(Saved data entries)
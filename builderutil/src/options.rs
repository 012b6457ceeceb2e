//! A concrete, reusable option provider.

use crate::error::OptionError;
use crate::lister::{Lister, Mutator};
use std::fmt;

/// Box a closure into a [`Mutator`].
///
/// ```
/// use builderutil::{Mutator, mutator};
///
/// #[derive(Default)]
/// struct Config { retries: u32 }
///
/// let retries: Mutator<Config> = mutator(|c: &mut Config| {
///     c.retries = 3;
///     Ok(())
/// });
/// ```
#[must_use]
pub fn mutator<T, E, F>(f: F) -> Mutator<T, E>
where
    F: Fn(&mut T) -> Result<(), E> + Send + Sync + 'static,
{
    Box::new(f)
}

/// An ordered list of mutator entries for a target `T`.
///
/// Entries are applied in insertion order. An entry may be absent (see
/// [`Options::push_entry`]); the builder skips those.
///
/// ```
/// use builderutil::{Options, OptionError, build};
///
/// #[derive(Debug, Default, PartialEq)]
/// struct Config { value: i32 }
///
/// let opts: Options<Config> = Options::new()
///     .with(|c: &mut Config| { c.value = 40; Ok(()) })
///     .with(|c: &mut Config| { c.value += 2; Ok(()) });
///
/// let config = build::<Config, OptionError>(&[Some(&opts)]).unwrap();
/// assert_eq!(config, Config { value: 42 });
/// ```
pub struct Options<T, E = OptionError> {
    entries: Vec<Option<Mutator<T, E>>>,
}

impl<T, E> Options<T, E> {
    /// Create an empty provider.
    pub fn new() -> Self {
        Self {
            entries: Vec::new(),
        }
    }

    /// Append a mutator and return the provider, for chaining.
    #[must_use]
    pub fn with<F>(mut self, f: F) -> Self
    where
        F: Fn(&mut T) -> Result<(), E> + Send + Sync + 'static,
    {
        self.push(f);
        self
    }

    /// Append a mutator.
    pub fn push<F>(&mut self, f: F)
    where
        F: Fn(&mut T) -> Result<(), E> + Send + Sync + 'static,
    {
        self.entries.push(Some(Box::new(f)));
    }

    /// Append an entry that may be absent.
    pub fn push_entry(&mut self, entry: Option<Mutator<T, E>>) {
        self.entries.push(entry);
    }

    /// Number of entries, absent ones included.
    pub fn len(&self) -> usize {
        self.entries.len()
    }

    /// Returns true if no entries have been added.
    pub fn is_empty(&self) -> bool {
        self.entries.is_empty()
    }
}

impl<T, E> Default for Options<T, E> {
    fn default() -> Self {
        Self::new()
    }
}

impl<T, E> Lister<T, E> for Options<T, E> {
    fn list(&self) -> &[Option<Mutator<T, E>>] {
        &self.entries
    }
}

impl<T, E> From<Vec<Option<Mutator<T, E>>>> for Options<T, E> {
    fn from(entries: Vec<Option<Mutator<T, E>>>) -> Self {
        Self { entries }
    }
}

impl<T, E> FromIterator<Mutator<T, E>> for Options<T, E> {
    fn from_iter<I: IntoIterator<Item = Mutator<T, E>>>(iter: I) -> Self {
        Self {
            entries: iter.into_iter().map(Some).collect(),
        }
    }
}

impl<T, E> Extend<Mutator<T, E>> for Options<T, E> {
    fn extend<I: IntoIterator<Item = Mutator<T, E>>>(&mut self, iter: I) {
        self.entries.extend(iter.into_iter().map(Some));
    }
}

// Closures aren't Debug; report the shape instead.
impl<T, E> fmt::Debug for Options<T, E> {
    fn fmt(&self, f: &mut fmt::Formatter<'_>) -> fmt::Result {
        f.debug_struct("Options")
            .field("entries", &self.entries.len())
            .field(
                "present",
                &self.entries.iter().filter(|e| e.is_some()).count(),
            )
            .finish()
    }
}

» PROBLEM DETAILS
Using the data above, extract exactly the lines from the one that holds "self.entries.push(entry);" to the one that holds "impl<T, E> fmt::Debug", both ends included, and no others.

» OUTPUT
        self.entries.push(entry);
    }

    /// Number of entries, absent ones included.
    pub fn len(&self) -> usize {
        self.entries.len()
    }

    /// Returns true if no entries have been added.
    pub fn is_empty(&self) -> bool {
        self.entries.is_empty()
    }
}

impl<T, E> Default for Options<T, E> {
    fn default() -> Self {
        Self::new()
    }
}

impl<T, E> Lister<T, E> for Options<T, E> {
    fn list(&self) -> &[Option<Mutator<T, E>>] {
        &self.entries
    }
}

impl<T, E> From<Vec<Option<Mutator<T, E>>>> for Options<T, E> {
    fn from(entries: Vec<Option<Mutator<T, E>>>) -> Self {
        Self { entries }
    }
}

impl<T, E> FromIterator<Mutator<T, E>> for Options<T, E> {
    fn from_iter<I: IntoIterator<Item = Mutator<T, E>>>(iter: I) -> Self {
        Self {
            entries: iter.into_iter().map(Some).collect(),
        }
    }
}

impl<T, E> Extend<Mutator<T, E>> for Options<T, E> {
    fn extend<I: IntoIterator<Item = Mutator<T, E>>>(&mut self, iter: I) {
        self.entries.extend(iter.into_iter().map(Some));
    }
}

// Closures aren't Debug; report the shape instead.
impl<T, E> fmt::Debug for Options<T, E> {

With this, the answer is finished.